EPO Oppositions and Nullity Proceedings

In Europe, rather than inter partes review and district court litigation on validity, there are opposition proceedings at the European Patent Office (EPO) and nullity proceedings in European national courts.

Oppositions

Oppositions are the most similar1 European procedure to U.S. post-grant proceedings like IPR.  So it’s instructive to examine how many European patents are opposed and the outcomes of those oppositions.
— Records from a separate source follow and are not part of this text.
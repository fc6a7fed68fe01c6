use dioxus::prelude::*;
use std::rc::Rc;
use wasm_bindgen::prelude::wasm_bindgen;
use x402_pay_core::history::TransactionRecord;
use x402_pay_core::payment::PaymentReceipt;
use x402_pay_core::popup::PopupStatus;
use x402_pay_core::wallet::{ConnectReport, WalletStatusReport};

use crate::components::{HistoryList, Notice, NoticeBanner, PaymentPanel, StatusBar, WalletPanel};
use crate::popup_context::{Client, PopupContext};

#[component]
fn App() -> Element {
    let context = use_hook(|| crate::load_config().map(PopupContext::new));

    rsx! {
        div { class: "w-96 min-h-[480px] bg-gray-50 p-4 space-y-4",
            match context {
                Some(context) => rsx! { Dashboard { context } },
                None => rsx! {
                    p { class: "text-sm text-red-600", "Extension configuration is invalid" }
                },
            }
        }
    }
}

/// Re-query page, wallet and history
async fn refresh(
    client: Rc<Client>,
    mut status: Signal<Option<PopupStatus>>,
    mut wallet: Signal<Option<WalletStatusReport>>,
    mut history: Signal<Vec<TransactionRecord>>,
) {
    match client.check_status().await {
        Ok(current) => status.set(Some(current)),
        Err(e) => {
            log::warn!("Status unavailable: {}", e);
            status.set(None);
        }
    }

    let reply = client.wallet_status().await;
    if reply.is_ok() {
        match reply.parse::<WalletStatusReport>() {
            Ok(report) => wallet.set(Some(report)),
            Err(e) => log::warn!("Unexpected wallet status: {}", e),
        }
    } else {
        log::debug!("Wallet status unavailable: {:?}", reply.error_message());
    }

    match client.transactions().await {
        Ok(records) => history.set(records),
        Err(e) => log::warn!("History unavailable: {}", e),
    }
}

#[component]
fn Dashboard(context: PopupContext) -> Element {
    use_context_provider(|| context.clone());
    let status = use_signal(|| None::<PopupStatus>);
    let wallet = use_signal(|| None::<WalletStatusReport>);
    let mut history = use_signal(Vec::<TransactionRecord>::new);
    let mut notice = use_signal(|| None::<Notice>);
    let mut busy = use_signal(|| false);

    let client = context.client.clone();
    use_future(move || {
        let client = client.clone();
        async move {
            if let Err(e) = client.init().await {
                log::error!("Popup init failed: {}", e);
            }
            refresh(client, status, wallet, history).await;
        }
    });

    let for_refresh = context.client.clone();
    let for_connect = context.client.clone();
    let for_pay = context.client.clone();
    let for_clear = context.client.clone();
    let explorer = context.clone();

    let detection = status().and_then(|s| s.x402_data);
    let connected = wallet().map(|w| w.wallet_connected).unwrap_or(false)
        || status().map(|s| s.wallet_connected).unwrap_or(false);

    rsx! {
        StatusBar {
            status,
            busy: busy(),
            on_refresh: move |_| {
                let client = for_refresh.clone();
                spawn(async move {
                    busy.set(true);
                    refresh(client, status, wallet, history).await;
                    busy.set(false);
                });
            }
        }

        if let Some(current) = notice() {
            NoticeBanner { notice: current, on_dismiss: move |_| notice.set(None) }
        }

        WalletPanel {
            wallet,
            busy: busy(),
            on_connect: move |_| {
                let client = for_connect.clone();
                spawn(async move {
                    busy.set(true);
                    let reply = client.connect_wallet().await;
                    match (reply.is_ok(), reply.parse::<ConnectReport>()) {
                        (true, Ok(report)) => notice.set(Some(Notice::Success(report.message))),
                        _ => notice.set(Some(Notice::Error(
                            reply.error_message().unwrap_or("Connection failed").to_string(),
                        ))),
                    }
                    refresh(client, status, wallet, history).await;
                    busy.set(false);
                });
            }
        }

        PaymentPanel {
            detection,
            connected,
            busy: busy(),
            on_pay: move |_| {
                let client = for_pay.clone();
                spawn(async move {
                    busy.set(true);
                    notice.set(Some(Notice::Info("Confirm the payment in your wallet".to_string())));
                    let reply = client.make_payment().await;
                    match (reply.is_ok(), reply.parse::<PaymentReceipt>()) {
                        (true, Ok(receipt)) => notice.set(Some(Notice::Paid(receipt))),
                        _ => notice.set(Some(Notice::Error(
                            reply.error_message().unwrap_or("Payment failed").to_string(),
                        ))),
                    }
                    refresh(client, status, wallet, history).await;
                    busy.set(false);
                });
            }
        }

        HistoryList {
            records: history(),
            explorer,
            on_clear: move |_| {
                let client = for_clear.clone();
                spawn(async move {
                    let reply = client.clear_history().await;
                    match reply.error_message() {
                        Some(e) => notice.set(Some(Notice::Error(e.to_string()))),
                        None => history.set(Vec::new()),
                    }
                });
            }
        }
    }
}

#[wasm_bindgen]
pub fn run_popup() {
    crate::init_logging();
    log::info!("x402 popup starting...");
    dioxus::launch(App);
}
Fortunately, the EPO makes available detailed statistics on exactly these questions.  Approximately 4% of European patents are opposed, and of those, approximately 32% of oppositions are not instituted.2  27% of oppositions result in a final decision invalidating all claims of the patent, while the remaining 40% of patents are modified in some form and maintained as patents.3   (EPO opposition statistics appear to omit patents where the parties settled mid-proceeding.) Each year, the EPO handles approximately 4,000 oppositions, meaning that approximately 1,100 European patents are invalidated in their entirety on a yearly basis.4

Nullity

Currently, nullity proceedings occur in national courts (most frequently the German courts).  These somewhat resemble an invalidity claim in a U.S. court, though with significant differences regarding court procedures and the composition of the relevant judicial body.  Data on European court proceedings can be difficult to obtain; as a result, it can be difficult to estimate outcome rates for nullity actions.  One study, examining German nullity data,5 found that—excluding cases that settled or were otherwise withdrawn—24% of challenged patents were entirely valid, 37% were partly valid and partly invalid, and 39% were completely invalid.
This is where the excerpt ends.